### Problem to solve
Could you write out the opening lines of the data, word for word, stopping after the line that contains "pub struct StagedKvStore<P: KvStore>"?

### Given records
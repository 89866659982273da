use std::collections::BTreeMap;
use std::sync::RwLock;

use tracing::debug;

use crate::error::{StoreError, StoreResult};
use crate::traits::{KeyRange, KvPair, KvStore, Page};

/// Write buffer over a parent store, one per state transition.
///
/// Reads see pending writes layered over the parent. Nothing reaches the
/// parent until [`commit`](Self::commit); dropping the buffer discards every
/// pending write. This is how a caller rolls back a transition in which a
/// ledger call failed halfway.
pub struct StagedKvStore<P: KvStore> {
    parent: P,
    pending: RwLock<BTreeMap<Vec<u8>, Vec<u8>>>,
}

impl<P: KvStore> StagedKvStore<P> {
    pub fn new(parent: P) -> Self {
        Self {
            parent,
            pending: RwLock::new(BTreeMap::new()),
        }
    }

    /// Number of buffered writes.
    pub fn pending_len(&self) -> StoreResult<usize> {
        Ok(self
            .pending
            .read()
            .map_err(|_| StoreError::Poisoned("staged buffer"))?
            .len())
    }

    /// Apply every buffered write to the parent, in key order, as one batch.
    pub fn commit(self) -> StoreResult<P> {
        let pending = self
            .pending
            .into_inner()
            .map_err(|_| StoreError::Poisoned("staged buffer"))?;
        let batch: Vec<KvPair> = pending.into_iter().collect();
        debug!(writes = batch.len(), "committing staged writes");
        self.parent.write_batch(&batch)?;
        Ok(self.parent)
    }

    /// Drop every buffered write and hand back the untouched parent.
    pub fn discard(self) -> P {
        self.parent
    }
}

impl<P: KvStore> KvStore for StagedKvStore<P> {
    fn get(&self, key: &[u8]) -> StoreResult<Option<Vec<u8>>> {
        let pending = self
            .pending
            .read()
            .map_err(|_| StoreError::Poisoned("staged buffer"))?;
        match pending.get(key) {
            Some(value) => Ok(Some(value.clone())),
            None => self.parent.get(key),
        }
    }

    fn set(&self, key: &[u8], value: &[u8]) -> StoreResult<()> {
        self.pending
            .write()
            .map_err(|_| StoreError::Poisoned("staged buffer"))?
            .insert(key.to_vec(), value.to_vec());
        Ok(())
    }

    fn scan(&self, range: &KeyRange, page: Page) -> StoreResult<Vec<KvPair>> {
        if range.is_empty() {
            return Ok(Vec::new());
        }
        // The window can only be applied after merging; fetch enough of the
        // parent to cover it.
        let parent_page = Page {
            offset: 0,
            limit: page.limit.map(|l| l.saturating_add(page.offset)),
        };
        let mut merged: BTreeMap<Vec<u8>, Vec<u8>> =
            self.parent.scan(range, parent_page)?.into_iter().collect();

        let pending = self
            .pending
            .read()
            .map_err(|_| StoreError::Poisoned("staged buffer"))?;
        for (key, value) in pending.range::<[u8], _>(range.bounds()) {
            merged.insert(key.clone(), value.clone());
        }

        Ok(page.apply(merged.into_iter()).collect())
    }
}
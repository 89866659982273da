use std::collections::BTreeMap;
use std::sync::{RwLock, RwLockReadGuard, RwLockWriteGuard};

use crate::error::{StoreError, StoreResult};
use crate::traits::{KeyRange, KvPair, KvStore, Page};

/// In-memory, `BTreeMap`-based ordered store.
///
/// Intended for tests and embedding. Entries live behind a `RwLock`, so
/// concurrent readers never block each other.
pub struct InMemoryKvStore {
    entries: RwLock<BTreeMap<Vec<u8>, Vec<u8>>>,
}

impl InMemoryKvStore {
    /// Create a new empty store.
    pub fn new() -> Self {
        Self {
            entries: RwLock::new(BTreeMap::new()),
        }
    }

    /// Number of keys currently stored.
    pub fn len(&self) -> StoreResult<usize> {
        Ok(self.read()?.len())
    }

    /// Returns `true` if the store holds no keys.
    pub fn is_empty(&self) -> StoreResult<bool> {
        Ok(self.read()?.is_empty())
    }

    fn read(&self) -> StoreResult<RwLockReadGuard<'_, BTreeMap<Vec<u8>, Vec<u8>>>> {
        self.entries
            .read()
            .map_err(|_| StoreError::Poisoned("in-memory store"))
    }

    fn write(&self) -> StoreResult<RwLockWriteGuard<'_, BTreeMap<Vec<u8>, Vec<u8>>>> {
        self.entries
            .write()
            .map_err(|_| StoreError::Poisoned("in-memory store"))
    }
}

impl Default for InMemoryKvStore {
    fn default() -> Self {
        Self::new()
    }
}

impl KvStore for InMemoryKvStore {
    fn get(&self, key: &[u8]) -> StoreResult<Option<Vec<u8>>> {
        Ok(self.read()?.get(key).cloned())
    }

    fn set(&self, key: &[u8], value: &[u8]) -> StoreResult<()> {
        self.write()?.insert(key.to_vec(), value.to_vec());
        Ok(())
    }

    fn scan(&self, range: &KeyRange, page: Page) -> StoreResult<Vec<KvPair>> {
        let map = self.read()?;
        Ok(scan_map(&map, range, page))
    }

    fn has(&self, key: &[u8]) -> StoreResult<bool> {
        Ok(self.read()?.contains_key(key))
    }

    fn write_batch(&self, entries: &[KvPair]) -> StoreResult<()> {
        let mut map = self.write()?;
        for (key, value) in entries {
            map.insert(key.clone(), value.clone());
        }
        Ok(())
    }
}

impl std::fmt::Debug for InMemoryKvStore {
    fn fmt(&self, f: &mut std::fmt::Formatter<'_>) -> std::fmt::Result {
        let count = self.entries.read().map(|m| m.len()).ok();
        f.debug_struct("InMemoryKvStore")
            .field("key_count", &count)
            .finish()
    }
}

/// Windowed range scan over an ordered map. Shared by every backend that
/// keeps its index in a `BTreeMap`.
pub(crate) fn scan_map(
    map: &BTreeMap<Vec<u8>, Vec<u8>>,
    range: &KeyRange,
    page: Page,
) -> Vec<KvPair> {
    if range.is_empty() {
        return Vec::new();
    }
    page.apply(map.range::<[u8], _>(range.bounds()))
        .map(|(k, v)| (k.clone(), v.clone()))
        .collect()
}
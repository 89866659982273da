/// Errors from key-value store operations.
#[derive(Debug, thiserror::Error)]
pub enum StoreError {
    /// I/O error from the underlying storage backend.
    #[error("I/O error: {0}")]
    Io(#[from] std::io::Error),

    /// Serialization or deserialization failure.
    #[error("serialization error: {0}")]
    Serialization(String),

    /// A lock guarding backend state was poisoned by a panicking writer.
    #[error("store lock poisoned: {0}")]
    Poisoned(&'static str),
}

/// Result alias for store operations.
pub type StoreResult<T> = Result<T, StoreError>;
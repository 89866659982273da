use std::collections::HashSet;

use clerk_store::KvStore;
use clerk_types::EventRecord;
use serde::{Deserialize, Serialize};
use tracing::info;

use crate::error::LedgerError;
use crate::service::EventLedger;
use crate::traits::EventReader;

/// Full ledger contents, as carried in a chain genesis file.
///
/// Records and sequences are independent lists: a genesis exported from a
/// live chain pairs them only implicitly.
#[derive(Clone, Debug, Default, PartialEq, Eq, Serialize, Deserialize)]
pub struct GenesisState {
    #[serde(default)]
    pub event_records: Vec<EventRecord>,
    #[serde(default)]
    pub record_sequences: Vec<String>,
}

impl GenesisState {
    pub fn new(event_records: Vec<EventRecord>, record_sequences: Vec<String>) -> Self {
        Self {
            event_records,
            record_sequences,
        }
    }

    /// Reject states that could not have come from a valid ledger.
    pub fn validate(&self) -> Result<(), LedgerError> {
        let mut ids = HashSet::with_capacity(self.event_records.len());
        for record in &self.event_records {
            if !ids.insert(record.id) {
                return Err(LedgerError::InvalidGenesis(format!(
                    "duplicate event record id {}",
                    record.id
                )));
            }
        }

        let mut sequences = HashSet::with_capacity(self.record_sequences.len());
        for sequence in &self.record_sequences {
            if sequence.is_empty() {
                return Err(LedgerError::InvalidGenesis("empty record sequence".into()));
            }
            if !sequences.insert(sequence.as_str()) {
                return Err(LedgerError::InvalidGenesis(format!(
                    "duplicate record sequence {sequence}"
                )));
            }
        }
        Ok(())
    }

    pub fn from_json(text: &str) -> Result<Self, LedgerError> {
        serde_json::from_str(text).map_err(|e| LedgerError::Serialization(e.to_string()))
    }

    pub fn to_json_pretty(&self) -> Result<String, LedgerError> {
        serde_json::to_string_pretty(self).map_err(|e| LedgerError::Serialization(e.to_string()))
    }
}

/// Load a genesis state into a ledger.
///
/// The state is validated first, then checked against the ledger: a record
/// colliding with one already stored fails with
/// [`LedgerError::AlreadyExists`] before anything is written. Run over a
/// [`StagedKvStore`](clerk_store::StagedKvStore) to make the load a single
/// commit.
pub fn init_genesis<S: KvStore>(
    ledger: &mut EventLedger<S>,
    state: &GenesisState,
) -> Result<(), LedgerError> {
    state.validate()?;

    let records = ledger.records();
    for record in &state.event_records {
        if records.exists(record.id)? {
            return Err(LedgerError::AlreadyExists { id: record.id });
        }
    }

    for record in &state.event_records {
        records.put(record)?;
    }

    let sequences = ledger.sequences();
    for sequence in &state.record_sequences {
        sequences.mark_used(sequence)?;
    }

    info!(
        records = state.event_records.len(),
        sequences = state.record_sequences.len(),
        "genesis loaded"
    );
    Ok(())
}

/// Snapshot every record and sequence in the ledger.
pub fn export_genesis<S: KvStore>(ledger: &EventLedger<S>) -> Result<GenesisState, LedgerError> {
    Ok(GenesisState {
        event_records: ledger.all_records()?,
        record_sequences: ledger.list_sequences()?,
    })
}
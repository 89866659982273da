use clap::Parser;
use tracing_subscriber::EnvFilter;

mod cli;
mod commands;

fn main() -> anyhow::Result<()> {
    let cli = cli::Cli::parse();

    let default_level = if cli.verbose { "debug" } else { "warn" };
    tracing_subscriber::fmt()
        .with_env_filter(
            EnvFilter::try_from_default_env().unwrap_or_else(|_| EnvFilter::new(default_level)),
        )
        .with_writer(std::io::stderr)
        .init();

    commands::run_command(cli)
}
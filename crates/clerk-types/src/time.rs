use std::fmt;

use chrono::{DateTime, Datelike, NaiveDateTime, Utc};
use serde::{Deserialize, Serialize};

use crate::error::TypeError;

/// Layout of the sortable byte encoding. Fixed width for years 0000..=9999.
const SORTABLE_FORMAT: &str = "%Y-%m-%dT%H:%M:%S%.9f";

/// Length in bytes of [`RecordTime::to_sortable_bytes`].
pub const SORTABLE_TIME_LEN: usize = 29;

const MIN_YEAR: i32 = 0;
const MAX_YEAR: i32 = 9999;

/// Admission timestamp of an event record.
///
/// Always taken from block/consensus time so every replica derives the same
/// value. The sortable byte encoding is fixed-width, so comparing two
/// encodings byte-by-byte gives the same answer as comparing the times.
///
/// Only years 0000..=9999 are representable; anything else would break the
/// fixed-width guarantee.
#[derive(Clone, Copy, PartialEq, Eq, Hash, PartialOrd, Ord, Serialize, Deserialize)]
#[serde(try_from = "DateTime<Utc>", into = "DateTime<Utc>")]
pub struct RecordTime(DateTime<Utc>);

impl RecordTime {
    /// Wrap a UTC datetime, rejecting years outside the sortable range.
    pub fn new(at: DateTime<Utc>) -> Result<Self, TypeError> {
        let year = at.year();
        if !(MIN_YEAR..=MAX_YEAR).contains(&year) {
            return Err(TypeError::TimeOutOfRange(at.to_rfc3339()));
        }
        Ok(Self(at))
    }

    /// Build from unix seconds and a sub-second nanosecond component.
    pub fn from_unix(secs: i64, nanos: u32) -> Result<Self, TypeError> {
        let at = DateTime::from_timestamp(secs, nanos)
            .ok_or_else(|| TypeError::TimeOutOfRange(format!("{secs}s+{nanos}ns")))?;
        Self::new(at)
    }

    /// The unix epoch.
    pub fn epoch() -> Self {
        Self(DateTime::<Utc>::default())
    }

    /// Parse an RFC 3339 timestamp (any offset; normalized to UTC).
    pub fn parse_rfc3339(s: &str) -> Result<Self, TypeError> {
        let at = DateTime::parse_from_rfc3339(s)
            .map_err(|e| TypeError::InvalidTimestamp(format!("{s}: {e}")))?;
        Self::new(at.with_timezone(&Utc))
    }

    /// Fixed-width, byte-sortable encoding used in storage keys.
    pub fn to_sortable_bytes(&self) -> Vec<u8> {
        self.0.format(SORTABLE_FORMAT).to_string().into_bytes()
    }

    /// Decode the output of [`to_sortable_bytes`](Self::to_sortable_bytes).
    pub fn from_sortable_bytes(bytes: &[u8]) -> Result<Self, TypeError> {
        if bytes.len() != SORTABLE_TIME_LEN {
            return Err(TypeError::InvalidLength {
                expected: SORTABLE_TIME_LEN,
                actual: bytes.len(),
            });
        }
        let text = std::str::from_utf8(bytes)
            .map_err(|e| TypeError::InvalidTimestamp(e.to_string()))?;
        let naive = NaiveDateTime::parse_from_str(text, SORTABLE_FORMAT)
            .map_err(|e| TypeError::InvalidTimestamp(format!("{text}: {e}")))?;
        Self::new(naive.and_utc())
    }

    pub fn as_datetime(&self) -> &DateTime<Utc> {
        &self.0
    }

    pub fn unix_seconds(&self) -> i64 {
        self.0.timestamp()
    }
}

impl TryFrom<DateTime<Utc>> for RecordTime {
    type Error = TypeError;

    fn try_from(at: DateTime<Utc>) -> Result<Self, Self::Error> {
        Self::new(at)
    }
}

impl From<RecordTime> for DateTime<Utc> {
    fn from(time: RecordTime) -> Self {
        time.0
    }
}

impl fmt::Debug for RecordTime {
    fn fmt(&self, f: &mut fmt::Formatter<'_>) -> fmt::Result {
        write!(f, "RecordTime({})", self.0.format(SORTABLE_FORMAT))
    }
}

impl fmt::Display for RecordTime {
    fn fmt(&self, f: &mut fmt::Formatter<'_>) -> fmt::Result {
        write!(f, "{}", self.0.to_rfc3339_opts(chrono::SecondsFormat::AutoSi, true))
    }
}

### Task response
repository 89866659982273da
use std::collections::BTreeMap;
use std::sync::RwLock;

use tracing::debug;

use crate::error::{StoreError, StoreResult};
use crate::traits::{KeyRange, KvPair, KvStore, Page};

/// Write buffer over a parent store, one per state transition.
///
/// Reads see pending writes layered over the parent. Nothing reaches the
/// parent until [`commit`](Self::commit); dropping the buffer discards every
/// pending write. This is how a caller rolls back a transition in which a
/// ledger call failed halfway.
pub struct StagedKvStore<P: KvStore> {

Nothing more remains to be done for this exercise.